Just a few hundred meters from the Hungarian border and just East of lake Neusiedl, lies the small town of Pamhagen. Brothers Erich and Michael Andert have been Demeter Certified since 2003 and their whole property is buzzing with life. Nearly everything on the property seems edible. Walking around the vineyard you can find large glass jars of fermenting vegetables or open a random door by a shed and find meats smoking and curing. Herbs of all sorts (Michael is a certified herb educator) hang from the rafters and there are countless tinctures littering the cellar floor. Erich and Michael are also consummate hosts. The dinner salad from exclusively from their cover crops, local pumpkin seed oil for dressing, and every following dish comes with simple preparation done to perfection. There’s an attention to detail, not overworked or made too complicated, and always with the best ingredients. The joy of sharing a table with them is the same as sharing a bottle of wine. Upon our last visit they were gearing up to host children from the Vienna International School to promote Demeter certified products, harvest and cook with the children, and ultimately raise awareness and money for charity. This mindset speaks to everything that they do. As Michael told us, “We go inside the life.”

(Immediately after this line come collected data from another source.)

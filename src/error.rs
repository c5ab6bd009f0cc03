// src/error.rs

//! Error types for sitepkg
//!
//! Resolution and planning errors are raised before the install area is
//! touched. Per-package failures during apply are wrapped in
//! [`Error::InstallError`] / [`Error::RemovalError`], which carry the partial
//! report so a caller can see what already went through.

use crate::transaction::{InstallReport, RemovalReport};
use thiserror::Error;

/// Convenience alias used across the crate
pub type Result<T> = std::result::Result<T, Error>;

#[derive(Error, Debug)]
pub enum Error {
    #[error("Initialization error: {0}")]
    InitError(String),

    #[error("I/O error: {0}")]
    IoError(String),

    #[error("Parse error: {0}")]
    ParseError(String),

    #[error("Configuration error: {0}")]
    ConfigError(String),

    #[error("Database error: {0}")]
    DatabaseError(String),

    #[error("Download error: {0}")]
    DownloadError(String),

    #[error("Not found: {0}")]
    NotFoundError(String),

    #[error("Dependency resolution failed: {0}")]
    ResolutionError(String),

    #[error("Artifact validation failed: {0}")]
    ArtifactValidationError(String),

    #[error("Extraction failed: {0}")]
    ExtractionError(String),

    #[error("Registration failed: {0}")]
    RegistrationError(String),

    #[error("Post-install hook failed: {0}")]
    PostHookError(String),

    #[error("Removal would break installed packages: {0}")]
    RemovalSafetyError(String),

    #[error("{0} is older than or equal to the installed version {1}")]
    DowngradeError(String, String),

    #[error("{0} is newer than the installed version {1}, please use update")]
    UpgradeRequired(String, String),

    #[error("Path traversal attempt detected: {0}")]
    PathTraversal(String),

    #[error("Failed to install {package}: {cause}")]
    InstallError {
        package: String,
        cause: Box<Error>,
        report: Box<InstallReport>,
    },

    #[error("Failed to remove {package}: {cause}")]
    RemovalError {
        package: String,
        cause: Box<Error>,
        report: Box<RemovalReport>,
    },

    #[error(transparent)]
    Io(#[from] std::io::Error),

    #[error(transparent)]
    Sqlite(#[from] rusqlite::Error),

    #[error(transparent)]
    Json(#[from] serde_json::Error),

    #[error(transparent)]
    Toml(#[from] toml::de::Error),

    #[error(transparent)]
    Regex(#[from] regex::Error),

    #[error(transparent)]
    Http(#[from] reqwest::Error),
}

impl Error {
    /// Whether this error happened before anything in the install area changed
    pub fn is_planning_error(&self) -> bool {
        matches!(
            self,
            Error::ResolutionError(_)
                | Error::NotFoundError(_)
                | Error::RemovalSafetyError(_)
                | Error::DowngradeError(..)
                | Error::UpgradeRequired(..)
        )
    }
}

Right out in the middle of their 4.5 hectares is giant chicken, goose, and duck coop. Just a few meters from there, there’s an area devoted to sheep. All are used for bolster the biodiversity of the property, supply fertilizer, and of course add to future dinner menus. Horns from years of biodynamic preparations are fixed along the fence line and hides of wild boars hang nearby to deter the deer. Depending on the year, the most potent spraying they have to do is horsetail tea.
All wines are hand harvested, sometimes destemmed, open vat fermentation, always native yeast, no temperature control, little to no racking, and everything is aged in oak barrels. Wines are bottled without filtration and total SO2 is about 15-20ppm. No other additions are made. Inside their traditional underground stone cellar, there is no electricity. The wines are free to evolve and develop without interference.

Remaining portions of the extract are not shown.